O autor do artigo é professor de História e da sua bibliografia apenas constam obras sobre religião. Presumo que, para esse professor, as ciências da educação ainda sejam ciências ocultas e que continue “dando aula”. Na sua memória de longo prazo, repousam vagas noções de psicologia e de outras disciplinas, que lhe foram “ensinadas” na formação inicial e que não constituem saber. Desapossado do saber, preconceituoso na palavra, equivocado na ação, considera-se proprietário da consciência e da moral dos outros e autorizado a falar do que não sabe e do que não faz.

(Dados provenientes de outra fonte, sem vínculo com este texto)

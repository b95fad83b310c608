//! Echo client - sends numbered requests and reports throughput.
//!
//! ```sh
//! cargo run --example echo_client -- 10000
//! ```

use std::time::Instant;

use majordomo::config::DEFAULT_BROKER_CONNECT;
use majordomo::message::{Multipart, RawMultipart};
use majordomo::ClientSession;
use tracing::{error, info};
use tracing_subscriber::EnvFilter;

fn main() -> Result<(), Box<dyn std::error::Error>> {
    tracing_subscriber::fmt()
        .with_env_filter(EnvFilter::try_from_default_env().unwrap_or_else(|_| EnvFilter::new("info")))
        .init();

    let count: usize = match std::env::args().nth(1) {
        Some(arg) => arg.parse()?,
        None => 1000,
    };
    let mut session = ClientSession::connect(DEFAULT_BROKER_CONNECT)?;

    let start = Instant::now();
    let mut completed = 0usize;
    for index in 0..count {
        let text = format!("hello world {}", index);
        let Some(reply) = session.send("echo", RawMultipart::from_frames([text.as_str()]))? else {
            error!("No reply, giving up");
            break;
        };
        if reply.first() != Some(text.as_bytes()) {
            return Err(format!("Incorrect reply to request {}", index).into());
        }
        completed += 1;
    }
    let elapsed = start.elapsed();
    session.shutdown()?;

    info!(
        completed,
        elapsed_ms = elapsed.as_millis() as u64,
        per_second = completed as f64 / elapsed.as_secs_f64(),
        "Done"
    );
    Ok(())
}
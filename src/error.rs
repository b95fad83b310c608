//! Error types for majordomo.

use thiserror::Error;

/// Main error type for all broker, worker and client operations.
#[derive(Debug, Error)]
pub enum MdpError {
    /// Error reported by libzmq.
    #[error("ZeroMQ error: {0}")]
    Zmq(#[from] zmq::Error),

    /// Operation on a transport that has been closed.
    #[error("Transport closed")]
    Closed,

    /// Transport failure not originating from libzmq.
    #[error("Transport error: {0}")]
    Transport(String),

    /// Malformed or unexpected frames (wrong header, too few frames, etc.).
    #[error("Protocol error: {0}")]
    Protocol(String),

    /// I/O error while reading configuration.
    #[error("I/O error: {0}")]
    Io(#[from] std::io::Error),

    /// JSON error while reading configuration.
    #[error("JSON error: {0}")]
    Json(#[from] serde_json::Error),

    /// The session has no open socket.
    #[error("Not connected")]
    NotConnected,
}

impl MdpError {
    /// Whether the fault should end the current event loop.
    ///
    /// A torn-down context, an interrupted call, an invalid poll set or a
    /// closed transport cannot be retried on the same socket. Everything else
    /// is confined to a single message.
    pub fn is_fatal(&self) -> bool {
        match self {
            MdpError::Zmq(e) => matches!(
                e,
                zmq::Error::ETERM | zmq::Error::EINTR | zmq::Error::EFAULT | zmq::Error::ENOTSOCK
            ),
            MdpError::Closed | MdpError::NotConnected => true,
            _ => false,
        }
    }

    pub(crate) fn protocol(msg: impl Into<String>) -> Self {
        MdpError::Protocol(msg.into())
    }
}

/// Result type alias using MdpError.
pub type Result<T> = std::result::Result<T, MdpError>;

Muitos autores apelaram à necessária harmonia entre pensamento e palavra, bem como à coerência entre palavra e ação: o pensamento é o ensaio da ação (Freud); pense como um homem de ação, atue como um homem de pensamento (Bergson); a palavra é a sombra da ação (Demócrito); não é no silêncio que os homens se fazem, mas na palavra, no trabalho, na ação-reflexão (Freire). E, na peça Man and Superman, Bernard Shaw escreve: “those who can do; those who can’t, teach”, expressão irónica bem ao seu estilo, que a cultura popular traduz por “quem tem competência que se estabeleça”. “Quem sabe faz, quem não sabe ensina”.

A expressão correspondente poderia ser: quem sabe faz, quem não sabe considera-se especialista e no direito de criticar o que não entende. Quem não sabe ensinar desiste do árduo chão da escola, faz um doutoramento qualquer, vai dar aula na universidade, publica papers, faz formação de professores, ganha a vida fazendo palestra de power point, vendendo cursos e… criticando o que não consegue entender.

É longo o cortejo de alarvidades debitadas na comunicação social por pessoas que se arrogam no direito de intervir em domínios em que são meros diletantes. Recusam escutar argumentos contrários às suas crenças. Metem no mesmo saco o experimentalismo (que faz dos alunos cobaias de laboratório) e propostas que, concretizadas, contribuem para garantir a todos o direito à educação. Prestam um péssimo serviço à Educação, pois reforçam preconceitos, contribuem para confundir a opinião pública e até mesmo para deturpar e destruir o árduo trabalho de quem sabe e de quem faz.

Lamento ter de redigir este género de texto. Apresso-me a concluí-lo, com um pedido: que repensem atitudes. E um convite: que aceitem dialogar.